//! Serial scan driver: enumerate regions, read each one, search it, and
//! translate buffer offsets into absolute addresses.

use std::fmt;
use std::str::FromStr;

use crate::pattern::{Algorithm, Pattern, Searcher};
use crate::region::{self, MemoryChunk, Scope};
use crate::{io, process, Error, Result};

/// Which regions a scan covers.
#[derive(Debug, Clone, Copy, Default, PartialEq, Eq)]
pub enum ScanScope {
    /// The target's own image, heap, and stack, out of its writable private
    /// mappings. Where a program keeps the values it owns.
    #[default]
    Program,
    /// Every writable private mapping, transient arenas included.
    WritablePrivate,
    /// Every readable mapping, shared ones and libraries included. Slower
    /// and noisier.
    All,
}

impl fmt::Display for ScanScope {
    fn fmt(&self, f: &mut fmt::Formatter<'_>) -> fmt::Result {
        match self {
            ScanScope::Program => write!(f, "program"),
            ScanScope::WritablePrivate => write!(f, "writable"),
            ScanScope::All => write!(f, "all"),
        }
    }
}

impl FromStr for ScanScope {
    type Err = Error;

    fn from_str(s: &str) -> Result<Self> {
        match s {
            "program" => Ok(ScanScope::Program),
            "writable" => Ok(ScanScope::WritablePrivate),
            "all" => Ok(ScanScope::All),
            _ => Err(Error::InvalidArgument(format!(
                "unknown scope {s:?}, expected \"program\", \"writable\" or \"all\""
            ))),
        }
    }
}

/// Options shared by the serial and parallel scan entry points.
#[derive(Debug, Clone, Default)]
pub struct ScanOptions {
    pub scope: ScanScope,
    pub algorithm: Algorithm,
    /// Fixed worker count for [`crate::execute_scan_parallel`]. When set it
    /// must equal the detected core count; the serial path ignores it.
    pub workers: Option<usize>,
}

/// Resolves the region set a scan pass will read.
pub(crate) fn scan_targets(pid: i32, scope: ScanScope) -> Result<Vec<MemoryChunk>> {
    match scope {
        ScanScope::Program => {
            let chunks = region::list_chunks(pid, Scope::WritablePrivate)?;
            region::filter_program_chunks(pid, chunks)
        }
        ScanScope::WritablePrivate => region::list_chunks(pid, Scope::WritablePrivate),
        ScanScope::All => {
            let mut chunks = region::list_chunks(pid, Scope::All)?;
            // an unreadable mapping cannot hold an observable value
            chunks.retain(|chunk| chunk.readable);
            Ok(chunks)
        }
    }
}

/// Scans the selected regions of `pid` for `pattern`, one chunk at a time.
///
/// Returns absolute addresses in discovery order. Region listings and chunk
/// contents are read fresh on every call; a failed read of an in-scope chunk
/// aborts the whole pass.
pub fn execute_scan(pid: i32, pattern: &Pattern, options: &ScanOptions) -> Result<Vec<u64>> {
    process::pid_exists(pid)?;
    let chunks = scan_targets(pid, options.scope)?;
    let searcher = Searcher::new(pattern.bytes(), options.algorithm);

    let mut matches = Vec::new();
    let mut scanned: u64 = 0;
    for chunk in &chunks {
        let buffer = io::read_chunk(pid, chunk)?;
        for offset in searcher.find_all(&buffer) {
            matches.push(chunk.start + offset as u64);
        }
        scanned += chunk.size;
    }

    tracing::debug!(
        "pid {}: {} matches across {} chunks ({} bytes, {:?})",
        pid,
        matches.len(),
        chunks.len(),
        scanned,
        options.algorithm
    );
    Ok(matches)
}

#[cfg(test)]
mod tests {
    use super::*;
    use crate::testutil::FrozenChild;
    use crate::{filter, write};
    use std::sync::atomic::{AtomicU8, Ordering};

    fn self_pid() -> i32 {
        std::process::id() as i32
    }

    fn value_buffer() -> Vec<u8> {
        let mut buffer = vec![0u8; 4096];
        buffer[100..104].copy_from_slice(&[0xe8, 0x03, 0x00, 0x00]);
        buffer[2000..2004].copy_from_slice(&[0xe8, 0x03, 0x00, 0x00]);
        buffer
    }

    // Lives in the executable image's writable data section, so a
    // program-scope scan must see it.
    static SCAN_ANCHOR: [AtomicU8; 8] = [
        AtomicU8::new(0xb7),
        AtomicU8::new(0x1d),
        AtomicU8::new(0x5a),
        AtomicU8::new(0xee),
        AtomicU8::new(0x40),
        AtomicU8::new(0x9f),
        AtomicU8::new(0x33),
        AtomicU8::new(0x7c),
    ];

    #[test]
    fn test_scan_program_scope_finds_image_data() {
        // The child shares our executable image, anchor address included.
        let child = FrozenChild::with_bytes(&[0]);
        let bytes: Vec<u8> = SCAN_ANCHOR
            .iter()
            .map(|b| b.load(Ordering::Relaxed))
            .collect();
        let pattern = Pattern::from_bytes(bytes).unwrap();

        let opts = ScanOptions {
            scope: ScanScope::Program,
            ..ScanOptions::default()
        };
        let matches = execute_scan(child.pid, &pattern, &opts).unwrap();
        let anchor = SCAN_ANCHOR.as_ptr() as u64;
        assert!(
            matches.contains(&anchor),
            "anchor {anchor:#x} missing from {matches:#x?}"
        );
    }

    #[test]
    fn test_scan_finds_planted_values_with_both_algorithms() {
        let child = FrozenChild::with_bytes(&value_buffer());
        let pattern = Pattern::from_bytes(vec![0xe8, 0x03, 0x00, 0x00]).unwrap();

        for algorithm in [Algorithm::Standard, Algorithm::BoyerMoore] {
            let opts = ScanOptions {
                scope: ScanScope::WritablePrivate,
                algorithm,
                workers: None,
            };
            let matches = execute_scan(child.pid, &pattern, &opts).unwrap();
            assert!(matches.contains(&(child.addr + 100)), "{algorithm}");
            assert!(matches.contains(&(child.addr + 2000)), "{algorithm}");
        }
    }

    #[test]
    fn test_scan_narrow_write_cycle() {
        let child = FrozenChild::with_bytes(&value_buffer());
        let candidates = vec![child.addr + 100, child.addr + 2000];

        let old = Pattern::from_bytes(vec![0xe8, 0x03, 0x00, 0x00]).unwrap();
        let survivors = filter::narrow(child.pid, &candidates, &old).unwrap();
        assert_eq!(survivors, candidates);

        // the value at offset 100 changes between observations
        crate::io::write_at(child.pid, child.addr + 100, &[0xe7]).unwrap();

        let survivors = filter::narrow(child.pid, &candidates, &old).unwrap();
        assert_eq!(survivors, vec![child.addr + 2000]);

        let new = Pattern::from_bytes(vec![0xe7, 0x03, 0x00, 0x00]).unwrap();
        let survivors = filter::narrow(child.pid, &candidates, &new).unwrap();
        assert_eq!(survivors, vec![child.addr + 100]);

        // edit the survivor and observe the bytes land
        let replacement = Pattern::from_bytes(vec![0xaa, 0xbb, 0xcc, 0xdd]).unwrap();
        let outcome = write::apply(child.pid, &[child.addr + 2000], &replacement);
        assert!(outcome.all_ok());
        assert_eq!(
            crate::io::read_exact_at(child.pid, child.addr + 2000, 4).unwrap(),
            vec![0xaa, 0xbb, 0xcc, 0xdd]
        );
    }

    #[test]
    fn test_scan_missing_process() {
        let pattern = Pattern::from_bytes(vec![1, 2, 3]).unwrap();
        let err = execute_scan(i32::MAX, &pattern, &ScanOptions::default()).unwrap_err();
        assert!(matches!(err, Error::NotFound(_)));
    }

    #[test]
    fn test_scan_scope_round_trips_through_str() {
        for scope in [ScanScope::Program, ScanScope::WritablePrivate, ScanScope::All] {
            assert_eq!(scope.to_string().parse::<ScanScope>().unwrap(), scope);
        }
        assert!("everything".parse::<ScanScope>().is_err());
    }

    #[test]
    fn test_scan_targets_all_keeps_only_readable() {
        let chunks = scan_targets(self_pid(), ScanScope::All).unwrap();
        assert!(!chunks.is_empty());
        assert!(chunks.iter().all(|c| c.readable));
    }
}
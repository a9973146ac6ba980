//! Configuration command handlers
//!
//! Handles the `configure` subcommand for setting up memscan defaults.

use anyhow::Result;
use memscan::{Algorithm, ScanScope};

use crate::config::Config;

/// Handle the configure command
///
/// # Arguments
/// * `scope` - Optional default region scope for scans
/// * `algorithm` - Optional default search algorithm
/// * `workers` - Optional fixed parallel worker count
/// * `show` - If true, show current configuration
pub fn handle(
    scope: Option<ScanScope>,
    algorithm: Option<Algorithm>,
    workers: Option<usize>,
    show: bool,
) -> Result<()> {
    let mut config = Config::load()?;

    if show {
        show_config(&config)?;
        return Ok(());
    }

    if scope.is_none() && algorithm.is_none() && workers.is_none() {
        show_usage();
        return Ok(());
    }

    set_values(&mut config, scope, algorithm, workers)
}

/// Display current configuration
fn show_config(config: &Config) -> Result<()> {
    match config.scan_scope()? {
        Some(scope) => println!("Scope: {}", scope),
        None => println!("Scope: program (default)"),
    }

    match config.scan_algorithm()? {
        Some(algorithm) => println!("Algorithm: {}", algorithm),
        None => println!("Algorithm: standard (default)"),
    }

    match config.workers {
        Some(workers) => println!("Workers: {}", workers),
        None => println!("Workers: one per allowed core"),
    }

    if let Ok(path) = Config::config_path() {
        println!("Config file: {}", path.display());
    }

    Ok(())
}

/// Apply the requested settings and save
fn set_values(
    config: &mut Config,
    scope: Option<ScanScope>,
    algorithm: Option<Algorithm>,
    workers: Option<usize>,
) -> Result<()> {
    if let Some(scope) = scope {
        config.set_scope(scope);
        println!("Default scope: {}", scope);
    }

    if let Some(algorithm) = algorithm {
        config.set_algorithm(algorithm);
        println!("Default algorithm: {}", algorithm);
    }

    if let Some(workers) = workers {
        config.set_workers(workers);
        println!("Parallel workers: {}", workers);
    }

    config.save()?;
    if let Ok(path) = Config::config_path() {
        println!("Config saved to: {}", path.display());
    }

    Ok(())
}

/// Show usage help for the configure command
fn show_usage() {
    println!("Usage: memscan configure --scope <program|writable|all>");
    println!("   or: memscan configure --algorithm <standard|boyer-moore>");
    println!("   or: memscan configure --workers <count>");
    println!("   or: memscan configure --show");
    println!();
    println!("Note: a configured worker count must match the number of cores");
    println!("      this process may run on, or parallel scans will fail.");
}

━━━

YOUR TASK. Reproduce, please, the lines of the material from its first line down to the line containing "libraries included. Slower", keeping both ends and nothing beyond them.

RESULT.
//! Serial scan driver: enumerate regions, read each one, search it, and
//! translate buffer offsets into absolute addresses.

use std::fmt;
use std::str::FromStr;

use crate::pattern::{Algorithm, Pattern, Searcher};
use crate::region::{self, MemoryChunk, Scope};
use crate::{io, process, Error, Result};

/// Which regions a scan covers.
#[derive(Debug, Clone, Copy, Default, PartialEq, Eq)]
pub enum ScanScope {
    /// The target's own image, heap, and stack, out of its writable private
    /// mappings. Where a program keeps the values it owns.
    #[default]
    Program,
    /// Every writable private mapping, transient arenas included.
    WritablePrivate,
    /// Every readable mapping, shared ones and libraries included. Slower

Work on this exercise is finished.